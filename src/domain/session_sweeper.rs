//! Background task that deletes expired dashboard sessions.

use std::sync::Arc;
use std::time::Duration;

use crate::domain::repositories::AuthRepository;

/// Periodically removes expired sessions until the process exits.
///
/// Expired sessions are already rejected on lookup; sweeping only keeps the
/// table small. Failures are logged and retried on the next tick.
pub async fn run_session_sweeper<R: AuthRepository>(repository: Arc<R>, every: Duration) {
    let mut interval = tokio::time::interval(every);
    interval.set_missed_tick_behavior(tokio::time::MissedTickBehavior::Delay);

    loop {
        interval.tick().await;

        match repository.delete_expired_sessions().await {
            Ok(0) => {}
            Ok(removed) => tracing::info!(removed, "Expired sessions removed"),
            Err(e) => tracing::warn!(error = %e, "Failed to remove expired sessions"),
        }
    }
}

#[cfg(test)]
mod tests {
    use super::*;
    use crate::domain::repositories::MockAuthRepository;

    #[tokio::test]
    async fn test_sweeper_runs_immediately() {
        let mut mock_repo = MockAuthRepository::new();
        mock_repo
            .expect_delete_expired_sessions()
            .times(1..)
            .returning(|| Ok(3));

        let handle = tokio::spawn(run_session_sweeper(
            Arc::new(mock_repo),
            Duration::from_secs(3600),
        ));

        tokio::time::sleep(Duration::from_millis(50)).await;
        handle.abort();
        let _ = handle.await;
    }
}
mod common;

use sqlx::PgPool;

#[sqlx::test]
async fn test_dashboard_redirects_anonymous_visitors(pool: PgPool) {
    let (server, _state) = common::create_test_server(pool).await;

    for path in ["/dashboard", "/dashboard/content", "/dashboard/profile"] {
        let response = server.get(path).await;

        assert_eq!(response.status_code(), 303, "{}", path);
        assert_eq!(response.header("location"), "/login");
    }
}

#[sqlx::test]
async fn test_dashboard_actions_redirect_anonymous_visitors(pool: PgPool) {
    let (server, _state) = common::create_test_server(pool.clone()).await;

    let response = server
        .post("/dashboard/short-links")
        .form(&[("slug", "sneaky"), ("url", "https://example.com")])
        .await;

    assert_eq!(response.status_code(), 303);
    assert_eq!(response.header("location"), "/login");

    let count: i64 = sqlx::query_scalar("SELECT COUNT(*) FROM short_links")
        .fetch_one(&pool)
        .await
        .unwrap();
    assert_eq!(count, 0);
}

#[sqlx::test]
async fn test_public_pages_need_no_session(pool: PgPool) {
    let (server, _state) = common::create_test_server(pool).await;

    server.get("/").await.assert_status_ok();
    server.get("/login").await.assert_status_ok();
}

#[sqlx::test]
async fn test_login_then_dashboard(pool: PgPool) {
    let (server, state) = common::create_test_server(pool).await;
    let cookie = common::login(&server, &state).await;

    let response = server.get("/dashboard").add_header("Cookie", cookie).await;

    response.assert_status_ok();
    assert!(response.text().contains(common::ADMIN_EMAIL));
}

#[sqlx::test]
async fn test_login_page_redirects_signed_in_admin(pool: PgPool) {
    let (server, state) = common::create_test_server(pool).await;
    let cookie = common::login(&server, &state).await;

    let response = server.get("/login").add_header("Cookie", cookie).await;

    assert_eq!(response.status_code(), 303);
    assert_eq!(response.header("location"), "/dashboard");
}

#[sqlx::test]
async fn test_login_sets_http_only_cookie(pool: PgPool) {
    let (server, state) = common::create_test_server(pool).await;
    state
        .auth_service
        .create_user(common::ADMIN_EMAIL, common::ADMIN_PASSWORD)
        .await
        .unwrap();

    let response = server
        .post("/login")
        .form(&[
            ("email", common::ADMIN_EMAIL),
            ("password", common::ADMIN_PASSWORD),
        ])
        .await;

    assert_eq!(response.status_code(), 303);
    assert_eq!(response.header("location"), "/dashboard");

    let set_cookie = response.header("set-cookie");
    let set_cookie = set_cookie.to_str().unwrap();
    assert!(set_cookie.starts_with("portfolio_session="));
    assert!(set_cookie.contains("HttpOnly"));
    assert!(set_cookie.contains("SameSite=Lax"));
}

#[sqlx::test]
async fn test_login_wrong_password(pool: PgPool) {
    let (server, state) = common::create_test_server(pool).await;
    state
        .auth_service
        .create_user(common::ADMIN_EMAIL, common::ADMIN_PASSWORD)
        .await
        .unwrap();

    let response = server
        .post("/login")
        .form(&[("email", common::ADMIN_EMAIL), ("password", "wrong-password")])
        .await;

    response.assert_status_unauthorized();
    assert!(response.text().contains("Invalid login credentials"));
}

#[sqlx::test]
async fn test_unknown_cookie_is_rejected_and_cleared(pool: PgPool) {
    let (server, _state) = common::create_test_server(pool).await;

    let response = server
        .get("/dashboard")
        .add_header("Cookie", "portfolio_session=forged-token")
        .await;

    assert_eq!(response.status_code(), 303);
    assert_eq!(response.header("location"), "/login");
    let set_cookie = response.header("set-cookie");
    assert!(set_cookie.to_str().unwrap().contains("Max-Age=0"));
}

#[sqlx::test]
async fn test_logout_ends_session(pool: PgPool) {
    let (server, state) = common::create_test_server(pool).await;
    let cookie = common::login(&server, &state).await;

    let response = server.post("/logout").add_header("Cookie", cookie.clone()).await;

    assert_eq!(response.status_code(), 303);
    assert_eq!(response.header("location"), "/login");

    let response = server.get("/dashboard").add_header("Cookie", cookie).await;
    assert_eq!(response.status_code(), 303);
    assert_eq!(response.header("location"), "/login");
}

# What you need to do
Your answer should be the lines of the listing above between the line holding "let _ = handle.await;" and the line holding "async fn test_public_pages_need_no_session(pool: PgPool)", inclusive, restated word for word and alone.

# Answer to this exercise
        let _ = handle.await;
    }
}
mod common;

use sqlx::PgPool;

#[sqlx::test]
async fn test_dashboard_redirects_anonymous_visitors(pool: PgPool) {
    let (server, _state) = common::create_test_server(pool).await;

    for path in ["/dashboard", "/dashboard/content", "/dashboard/profile"] {
        let response = server.get(path).await;

        assert_eq!(response.status_code(), 303, "{}", path);
        assert_eq!(response.header("location"), "/login");
    }
}

#[sqlx::test]
async fn test_dashboard_actions_redirect_anonymous_visitors(pool: PgPool) {
    let (server, _state) = common::create_test_server(pool.clone()).await;

    let response = server
        .post("/dashboard/short-links")
        .form(&[("slug", "sneaky"), ("url", "https://example.com")])
        .await;

    assert_eq!(response.status_code(), 303);
    assert_eq!(response.header("location"), "/login");

    let count: i64 = sqlx::query_scalar("SELECT COUNT(*) FROM short_links")
        .fetch_one(&pool)
        .await
        .unwrap();
    assert_eq!(count, 0);
}

#[sqlx::test]
async fn test_public_pages_need_no_session(pool: PgPool) {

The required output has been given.